### Exercise directions
Give the lines below again exactly, starting with the line that holds "repository f333a94b9926fb36" and going on through the line that holds "Snapshot and changes".

### Given information
•••••
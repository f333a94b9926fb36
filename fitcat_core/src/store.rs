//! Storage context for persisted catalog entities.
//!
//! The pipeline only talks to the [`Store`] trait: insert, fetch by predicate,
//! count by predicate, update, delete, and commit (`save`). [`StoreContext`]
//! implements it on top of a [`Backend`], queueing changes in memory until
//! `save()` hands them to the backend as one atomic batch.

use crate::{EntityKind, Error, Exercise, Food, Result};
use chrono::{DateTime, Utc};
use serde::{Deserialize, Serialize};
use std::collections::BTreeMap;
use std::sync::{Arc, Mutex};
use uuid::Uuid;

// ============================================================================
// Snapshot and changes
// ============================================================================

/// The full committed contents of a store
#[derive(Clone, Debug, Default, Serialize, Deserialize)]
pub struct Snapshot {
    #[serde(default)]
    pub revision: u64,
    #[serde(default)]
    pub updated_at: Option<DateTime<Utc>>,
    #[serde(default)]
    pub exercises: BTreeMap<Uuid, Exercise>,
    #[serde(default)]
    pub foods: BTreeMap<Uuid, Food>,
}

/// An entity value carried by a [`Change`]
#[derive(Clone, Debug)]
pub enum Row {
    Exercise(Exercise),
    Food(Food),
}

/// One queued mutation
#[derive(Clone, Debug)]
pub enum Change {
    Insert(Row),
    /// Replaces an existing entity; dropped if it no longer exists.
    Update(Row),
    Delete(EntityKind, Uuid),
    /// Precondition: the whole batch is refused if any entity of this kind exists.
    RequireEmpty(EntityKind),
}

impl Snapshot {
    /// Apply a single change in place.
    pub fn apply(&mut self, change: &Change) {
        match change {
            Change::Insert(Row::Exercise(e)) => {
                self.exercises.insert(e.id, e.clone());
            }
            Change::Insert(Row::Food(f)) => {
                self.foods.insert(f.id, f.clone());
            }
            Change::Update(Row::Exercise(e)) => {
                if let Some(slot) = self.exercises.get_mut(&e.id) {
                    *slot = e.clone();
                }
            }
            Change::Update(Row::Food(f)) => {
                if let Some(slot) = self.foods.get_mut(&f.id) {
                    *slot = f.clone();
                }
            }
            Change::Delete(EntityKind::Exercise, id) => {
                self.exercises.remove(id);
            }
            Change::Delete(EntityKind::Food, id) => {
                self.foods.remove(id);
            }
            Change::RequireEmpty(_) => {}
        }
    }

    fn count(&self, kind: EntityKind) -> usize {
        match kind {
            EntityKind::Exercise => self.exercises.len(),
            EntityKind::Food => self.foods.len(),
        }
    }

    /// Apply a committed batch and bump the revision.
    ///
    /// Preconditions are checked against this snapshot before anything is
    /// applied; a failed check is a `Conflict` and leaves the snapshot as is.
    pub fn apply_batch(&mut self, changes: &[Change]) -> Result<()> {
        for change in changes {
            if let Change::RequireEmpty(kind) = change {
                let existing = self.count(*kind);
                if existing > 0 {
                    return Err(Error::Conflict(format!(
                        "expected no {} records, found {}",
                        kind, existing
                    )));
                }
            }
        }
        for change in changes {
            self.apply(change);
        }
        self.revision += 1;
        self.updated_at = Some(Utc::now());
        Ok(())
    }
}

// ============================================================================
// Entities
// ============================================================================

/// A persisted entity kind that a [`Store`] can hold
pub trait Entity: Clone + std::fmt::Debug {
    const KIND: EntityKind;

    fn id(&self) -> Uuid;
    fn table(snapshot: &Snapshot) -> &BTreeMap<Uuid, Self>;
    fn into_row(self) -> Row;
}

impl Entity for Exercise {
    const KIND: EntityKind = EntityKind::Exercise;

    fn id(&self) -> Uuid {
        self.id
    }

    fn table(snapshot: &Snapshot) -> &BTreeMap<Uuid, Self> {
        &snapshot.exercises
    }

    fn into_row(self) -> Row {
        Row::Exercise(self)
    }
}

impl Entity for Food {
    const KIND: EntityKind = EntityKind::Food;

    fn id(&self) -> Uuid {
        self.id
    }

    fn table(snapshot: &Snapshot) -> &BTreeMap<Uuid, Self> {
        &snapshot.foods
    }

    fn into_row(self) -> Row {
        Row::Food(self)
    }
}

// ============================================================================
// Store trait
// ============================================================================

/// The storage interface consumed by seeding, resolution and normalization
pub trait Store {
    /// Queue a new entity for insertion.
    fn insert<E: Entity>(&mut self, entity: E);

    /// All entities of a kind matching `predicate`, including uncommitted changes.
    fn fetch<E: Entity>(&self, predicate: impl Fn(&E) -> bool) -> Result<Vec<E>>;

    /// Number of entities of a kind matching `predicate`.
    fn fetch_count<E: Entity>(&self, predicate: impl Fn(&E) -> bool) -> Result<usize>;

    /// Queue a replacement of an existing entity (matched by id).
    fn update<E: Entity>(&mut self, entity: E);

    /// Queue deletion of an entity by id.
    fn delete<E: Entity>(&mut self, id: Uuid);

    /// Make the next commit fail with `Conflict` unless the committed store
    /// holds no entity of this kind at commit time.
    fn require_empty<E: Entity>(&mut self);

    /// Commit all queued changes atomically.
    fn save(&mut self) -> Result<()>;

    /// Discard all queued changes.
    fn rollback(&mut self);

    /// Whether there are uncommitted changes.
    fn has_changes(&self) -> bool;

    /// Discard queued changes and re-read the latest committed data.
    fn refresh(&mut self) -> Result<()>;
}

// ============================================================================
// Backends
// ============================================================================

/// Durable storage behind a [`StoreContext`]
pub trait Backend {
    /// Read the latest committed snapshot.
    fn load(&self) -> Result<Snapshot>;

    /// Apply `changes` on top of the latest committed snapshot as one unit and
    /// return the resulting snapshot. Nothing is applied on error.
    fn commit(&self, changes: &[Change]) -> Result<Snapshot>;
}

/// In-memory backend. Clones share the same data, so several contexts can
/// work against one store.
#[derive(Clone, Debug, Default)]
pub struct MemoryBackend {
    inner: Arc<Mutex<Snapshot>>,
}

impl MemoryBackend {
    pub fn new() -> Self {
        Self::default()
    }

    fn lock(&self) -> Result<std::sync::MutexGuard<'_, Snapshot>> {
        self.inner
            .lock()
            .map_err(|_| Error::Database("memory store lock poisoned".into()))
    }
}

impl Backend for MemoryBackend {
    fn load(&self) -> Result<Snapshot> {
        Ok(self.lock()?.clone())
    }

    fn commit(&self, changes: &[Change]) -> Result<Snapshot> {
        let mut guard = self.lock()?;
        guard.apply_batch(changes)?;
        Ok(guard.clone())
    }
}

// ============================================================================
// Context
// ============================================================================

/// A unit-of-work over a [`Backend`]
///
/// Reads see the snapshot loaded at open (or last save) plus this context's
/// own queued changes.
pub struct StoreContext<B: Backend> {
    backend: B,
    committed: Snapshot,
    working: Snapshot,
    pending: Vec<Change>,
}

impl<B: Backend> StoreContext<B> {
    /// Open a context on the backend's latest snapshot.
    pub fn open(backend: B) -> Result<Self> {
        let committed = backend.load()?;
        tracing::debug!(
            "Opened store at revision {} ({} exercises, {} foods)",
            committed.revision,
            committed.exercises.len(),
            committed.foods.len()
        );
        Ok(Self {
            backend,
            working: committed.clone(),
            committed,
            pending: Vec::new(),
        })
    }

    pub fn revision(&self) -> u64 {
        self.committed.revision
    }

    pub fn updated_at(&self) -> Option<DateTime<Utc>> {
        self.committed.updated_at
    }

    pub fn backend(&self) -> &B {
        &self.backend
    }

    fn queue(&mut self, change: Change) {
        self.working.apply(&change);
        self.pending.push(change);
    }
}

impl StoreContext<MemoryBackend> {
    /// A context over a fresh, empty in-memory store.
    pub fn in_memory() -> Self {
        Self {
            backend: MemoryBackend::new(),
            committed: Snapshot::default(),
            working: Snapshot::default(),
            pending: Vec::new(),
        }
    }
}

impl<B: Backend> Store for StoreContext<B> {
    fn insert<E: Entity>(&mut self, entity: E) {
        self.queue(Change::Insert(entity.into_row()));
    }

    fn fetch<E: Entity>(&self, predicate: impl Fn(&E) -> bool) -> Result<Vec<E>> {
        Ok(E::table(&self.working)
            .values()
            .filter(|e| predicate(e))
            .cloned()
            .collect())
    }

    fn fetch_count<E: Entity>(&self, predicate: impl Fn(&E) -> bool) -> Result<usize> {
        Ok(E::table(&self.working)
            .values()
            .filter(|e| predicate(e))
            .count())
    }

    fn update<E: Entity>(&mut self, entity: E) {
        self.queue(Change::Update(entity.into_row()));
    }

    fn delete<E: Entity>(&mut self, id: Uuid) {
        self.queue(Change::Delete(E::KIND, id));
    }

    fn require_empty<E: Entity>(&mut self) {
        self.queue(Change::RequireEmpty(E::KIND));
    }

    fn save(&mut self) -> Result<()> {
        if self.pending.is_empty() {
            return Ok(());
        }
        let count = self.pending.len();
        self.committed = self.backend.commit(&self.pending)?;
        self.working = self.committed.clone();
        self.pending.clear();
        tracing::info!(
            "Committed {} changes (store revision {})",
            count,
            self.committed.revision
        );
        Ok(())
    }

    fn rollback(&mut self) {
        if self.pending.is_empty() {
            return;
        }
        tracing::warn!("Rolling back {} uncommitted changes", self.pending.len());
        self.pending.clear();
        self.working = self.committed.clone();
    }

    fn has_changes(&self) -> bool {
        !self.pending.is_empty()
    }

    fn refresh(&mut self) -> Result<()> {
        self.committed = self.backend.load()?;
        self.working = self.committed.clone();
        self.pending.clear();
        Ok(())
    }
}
•••••
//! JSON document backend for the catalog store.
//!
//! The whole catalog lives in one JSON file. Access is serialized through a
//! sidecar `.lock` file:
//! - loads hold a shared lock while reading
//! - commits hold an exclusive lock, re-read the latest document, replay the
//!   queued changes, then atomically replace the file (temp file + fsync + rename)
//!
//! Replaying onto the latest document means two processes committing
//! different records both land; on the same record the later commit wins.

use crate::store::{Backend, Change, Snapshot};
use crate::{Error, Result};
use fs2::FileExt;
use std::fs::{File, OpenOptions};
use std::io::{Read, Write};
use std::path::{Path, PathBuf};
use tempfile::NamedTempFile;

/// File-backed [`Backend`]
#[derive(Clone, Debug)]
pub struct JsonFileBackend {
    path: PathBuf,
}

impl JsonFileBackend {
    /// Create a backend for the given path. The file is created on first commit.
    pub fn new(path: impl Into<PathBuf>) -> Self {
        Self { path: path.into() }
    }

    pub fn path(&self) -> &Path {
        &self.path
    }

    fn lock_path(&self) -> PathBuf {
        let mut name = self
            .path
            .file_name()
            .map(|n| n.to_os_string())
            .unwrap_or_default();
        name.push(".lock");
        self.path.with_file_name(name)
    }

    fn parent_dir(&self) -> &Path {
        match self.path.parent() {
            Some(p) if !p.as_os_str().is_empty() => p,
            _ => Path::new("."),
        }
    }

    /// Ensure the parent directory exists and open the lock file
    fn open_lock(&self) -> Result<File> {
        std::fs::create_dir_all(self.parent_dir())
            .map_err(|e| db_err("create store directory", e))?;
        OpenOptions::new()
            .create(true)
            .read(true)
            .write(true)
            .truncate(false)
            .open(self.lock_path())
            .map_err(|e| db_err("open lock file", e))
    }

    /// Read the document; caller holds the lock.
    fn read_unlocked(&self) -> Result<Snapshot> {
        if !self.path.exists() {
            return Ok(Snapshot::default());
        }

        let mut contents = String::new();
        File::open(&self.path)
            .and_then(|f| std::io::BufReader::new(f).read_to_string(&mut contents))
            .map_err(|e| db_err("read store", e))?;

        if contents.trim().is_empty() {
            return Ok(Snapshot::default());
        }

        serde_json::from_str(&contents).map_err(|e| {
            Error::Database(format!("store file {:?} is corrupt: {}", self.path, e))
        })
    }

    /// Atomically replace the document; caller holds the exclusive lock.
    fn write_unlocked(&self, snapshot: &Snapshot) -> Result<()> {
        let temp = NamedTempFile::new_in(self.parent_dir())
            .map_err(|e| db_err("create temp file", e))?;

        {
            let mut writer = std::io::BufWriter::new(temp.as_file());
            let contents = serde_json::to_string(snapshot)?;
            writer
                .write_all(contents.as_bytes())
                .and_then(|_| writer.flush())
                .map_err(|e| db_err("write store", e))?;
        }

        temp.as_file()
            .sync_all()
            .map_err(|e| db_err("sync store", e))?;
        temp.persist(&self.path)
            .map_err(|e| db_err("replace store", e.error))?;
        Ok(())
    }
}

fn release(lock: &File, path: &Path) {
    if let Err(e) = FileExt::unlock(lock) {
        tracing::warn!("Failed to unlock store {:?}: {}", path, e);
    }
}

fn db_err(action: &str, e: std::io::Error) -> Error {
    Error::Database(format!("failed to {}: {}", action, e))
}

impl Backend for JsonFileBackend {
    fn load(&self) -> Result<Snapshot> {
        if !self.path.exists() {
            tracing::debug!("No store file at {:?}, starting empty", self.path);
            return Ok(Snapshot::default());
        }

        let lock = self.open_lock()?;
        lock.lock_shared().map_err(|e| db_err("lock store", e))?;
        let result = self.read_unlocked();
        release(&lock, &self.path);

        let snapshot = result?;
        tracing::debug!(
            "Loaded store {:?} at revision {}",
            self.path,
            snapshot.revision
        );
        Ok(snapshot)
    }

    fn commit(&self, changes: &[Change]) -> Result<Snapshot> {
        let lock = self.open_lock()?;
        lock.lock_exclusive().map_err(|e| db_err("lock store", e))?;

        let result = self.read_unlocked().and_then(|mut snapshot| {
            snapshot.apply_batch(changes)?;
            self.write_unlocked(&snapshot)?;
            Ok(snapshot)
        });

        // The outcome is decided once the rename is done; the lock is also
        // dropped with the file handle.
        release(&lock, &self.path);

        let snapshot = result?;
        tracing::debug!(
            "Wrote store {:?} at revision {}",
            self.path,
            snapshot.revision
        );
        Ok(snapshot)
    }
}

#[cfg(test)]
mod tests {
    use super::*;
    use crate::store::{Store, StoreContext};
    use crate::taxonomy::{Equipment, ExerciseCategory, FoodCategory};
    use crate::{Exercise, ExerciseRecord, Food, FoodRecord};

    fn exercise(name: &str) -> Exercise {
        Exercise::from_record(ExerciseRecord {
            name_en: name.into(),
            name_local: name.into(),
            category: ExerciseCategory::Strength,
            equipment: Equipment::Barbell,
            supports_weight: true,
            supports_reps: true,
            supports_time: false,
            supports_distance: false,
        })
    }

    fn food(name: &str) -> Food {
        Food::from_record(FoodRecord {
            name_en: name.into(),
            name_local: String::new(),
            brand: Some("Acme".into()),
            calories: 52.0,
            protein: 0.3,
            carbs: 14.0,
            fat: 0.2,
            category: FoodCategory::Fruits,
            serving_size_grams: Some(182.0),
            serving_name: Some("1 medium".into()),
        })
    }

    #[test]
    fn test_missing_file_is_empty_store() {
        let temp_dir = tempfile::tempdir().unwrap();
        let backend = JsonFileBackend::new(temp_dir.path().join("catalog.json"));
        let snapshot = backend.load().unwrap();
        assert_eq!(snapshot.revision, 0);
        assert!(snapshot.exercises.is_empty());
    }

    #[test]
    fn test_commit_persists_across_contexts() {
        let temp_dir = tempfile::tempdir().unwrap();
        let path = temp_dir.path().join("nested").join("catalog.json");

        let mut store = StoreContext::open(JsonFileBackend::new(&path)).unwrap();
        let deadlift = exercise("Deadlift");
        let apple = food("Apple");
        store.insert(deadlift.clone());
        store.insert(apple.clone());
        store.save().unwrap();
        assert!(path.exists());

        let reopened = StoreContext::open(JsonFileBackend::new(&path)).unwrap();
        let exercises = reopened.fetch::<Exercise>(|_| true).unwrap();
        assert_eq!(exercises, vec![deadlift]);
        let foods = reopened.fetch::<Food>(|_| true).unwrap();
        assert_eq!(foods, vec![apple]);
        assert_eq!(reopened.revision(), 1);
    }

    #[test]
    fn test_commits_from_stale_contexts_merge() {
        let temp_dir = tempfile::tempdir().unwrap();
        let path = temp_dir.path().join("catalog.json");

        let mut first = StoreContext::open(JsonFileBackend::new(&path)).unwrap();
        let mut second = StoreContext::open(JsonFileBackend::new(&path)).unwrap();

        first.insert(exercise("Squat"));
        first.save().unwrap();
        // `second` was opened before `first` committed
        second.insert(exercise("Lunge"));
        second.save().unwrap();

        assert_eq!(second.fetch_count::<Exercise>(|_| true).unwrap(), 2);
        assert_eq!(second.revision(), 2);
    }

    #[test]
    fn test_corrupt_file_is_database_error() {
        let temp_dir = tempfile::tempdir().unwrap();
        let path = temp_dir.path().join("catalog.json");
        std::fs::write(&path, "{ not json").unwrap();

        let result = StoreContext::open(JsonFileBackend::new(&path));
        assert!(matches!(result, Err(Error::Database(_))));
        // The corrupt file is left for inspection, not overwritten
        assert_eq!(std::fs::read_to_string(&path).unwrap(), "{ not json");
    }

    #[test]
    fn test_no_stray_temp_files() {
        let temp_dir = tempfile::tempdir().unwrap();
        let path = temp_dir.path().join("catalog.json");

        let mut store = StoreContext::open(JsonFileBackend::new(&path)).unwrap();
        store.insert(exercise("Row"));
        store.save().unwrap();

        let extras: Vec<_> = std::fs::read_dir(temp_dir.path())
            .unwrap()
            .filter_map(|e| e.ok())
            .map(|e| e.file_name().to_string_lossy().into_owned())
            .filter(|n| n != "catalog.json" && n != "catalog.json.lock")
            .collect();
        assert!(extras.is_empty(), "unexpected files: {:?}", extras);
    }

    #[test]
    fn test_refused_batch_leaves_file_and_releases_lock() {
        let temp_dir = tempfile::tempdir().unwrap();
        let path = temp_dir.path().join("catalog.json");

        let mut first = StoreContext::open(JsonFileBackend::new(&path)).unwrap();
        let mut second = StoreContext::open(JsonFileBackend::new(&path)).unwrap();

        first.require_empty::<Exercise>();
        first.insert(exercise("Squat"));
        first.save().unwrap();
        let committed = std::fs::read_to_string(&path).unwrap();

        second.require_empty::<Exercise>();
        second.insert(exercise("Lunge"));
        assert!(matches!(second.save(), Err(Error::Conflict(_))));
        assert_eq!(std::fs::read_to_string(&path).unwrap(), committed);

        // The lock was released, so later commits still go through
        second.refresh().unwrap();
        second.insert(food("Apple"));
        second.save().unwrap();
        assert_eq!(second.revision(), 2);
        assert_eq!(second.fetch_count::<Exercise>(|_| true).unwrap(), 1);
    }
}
•••••
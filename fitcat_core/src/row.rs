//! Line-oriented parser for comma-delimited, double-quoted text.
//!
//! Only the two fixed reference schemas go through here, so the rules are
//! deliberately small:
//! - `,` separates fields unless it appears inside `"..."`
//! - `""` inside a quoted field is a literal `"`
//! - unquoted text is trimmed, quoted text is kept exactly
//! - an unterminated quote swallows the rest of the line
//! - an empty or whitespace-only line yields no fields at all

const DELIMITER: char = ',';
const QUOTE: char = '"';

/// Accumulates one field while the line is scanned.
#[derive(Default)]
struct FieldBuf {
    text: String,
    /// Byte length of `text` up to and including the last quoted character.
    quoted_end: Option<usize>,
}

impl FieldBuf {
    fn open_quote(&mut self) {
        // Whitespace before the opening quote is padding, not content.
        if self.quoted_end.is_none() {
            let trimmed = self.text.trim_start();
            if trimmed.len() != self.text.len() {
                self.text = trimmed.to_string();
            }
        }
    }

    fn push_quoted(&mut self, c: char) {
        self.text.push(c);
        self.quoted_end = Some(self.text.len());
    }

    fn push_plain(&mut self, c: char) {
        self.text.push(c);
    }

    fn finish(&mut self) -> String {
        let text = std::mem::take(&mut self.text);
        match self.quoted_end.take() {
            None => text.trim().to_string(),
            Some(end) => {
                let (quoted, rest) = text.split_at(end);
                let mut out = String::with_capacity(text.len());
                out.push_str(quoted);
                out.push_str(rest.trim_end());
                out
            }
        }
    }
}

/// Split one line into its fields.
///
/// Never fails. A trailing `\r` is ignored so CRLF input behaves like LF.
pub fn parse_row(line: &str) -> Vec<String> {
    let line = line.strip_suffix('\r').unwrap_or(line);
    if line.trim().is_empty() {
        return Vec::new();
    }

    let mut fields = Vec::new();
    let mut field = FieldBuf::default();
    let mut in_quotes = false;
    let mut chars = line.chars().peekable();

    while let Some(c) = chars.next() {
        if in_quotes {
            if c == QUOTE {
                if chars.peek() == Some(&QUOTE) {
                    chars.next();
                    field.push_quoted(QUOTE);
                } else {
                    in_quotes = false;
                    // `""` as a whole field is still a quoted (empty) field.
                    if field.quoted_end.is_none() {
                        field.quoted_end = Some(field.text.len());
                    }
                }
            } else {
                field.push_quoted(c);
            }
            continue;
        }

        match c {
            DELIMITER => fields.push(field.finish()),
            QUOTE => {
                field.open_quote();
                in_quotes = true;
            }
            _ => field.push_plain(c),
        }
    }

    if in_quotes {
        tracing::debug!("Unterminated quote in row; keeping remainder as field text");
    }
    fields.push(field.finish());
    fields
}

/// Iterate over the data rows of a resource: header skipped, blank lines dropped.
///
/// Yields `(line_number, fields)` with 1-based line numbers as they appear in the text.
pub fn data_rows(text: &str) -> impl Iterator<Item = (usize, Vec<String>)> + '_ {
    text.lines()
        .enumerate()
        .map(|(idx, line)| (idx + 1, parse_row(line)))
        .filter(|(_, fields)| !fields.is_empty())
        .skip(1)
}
•••••
### Solution to this exercise
repository f333a94b9926fb36
filename fitcat_core/src/store.rs
//! Storage context for persisted catalog entities.
//!
//! The pipeline only talks to the [`Store`] trait: insert, fetch by predicate,
//! count by predicate, update, delete, and commit (`save`). [`StoreContext`]
//! implements it on top of a [`Backend`], queueing changes in memory until
//! `save()` hands them to the backend as one atomic batch.

use crate::{EntityKind, Error, Exercise, Food, Result};
use chrono::{DateTime, Utc};
use serde::{Deserialize, Serialize};
use std::collections::BTreeMap;
use std::sync::{Arc, Mutex};
use uuid::Uuid;

// ============================================================================
// Snapshot and changes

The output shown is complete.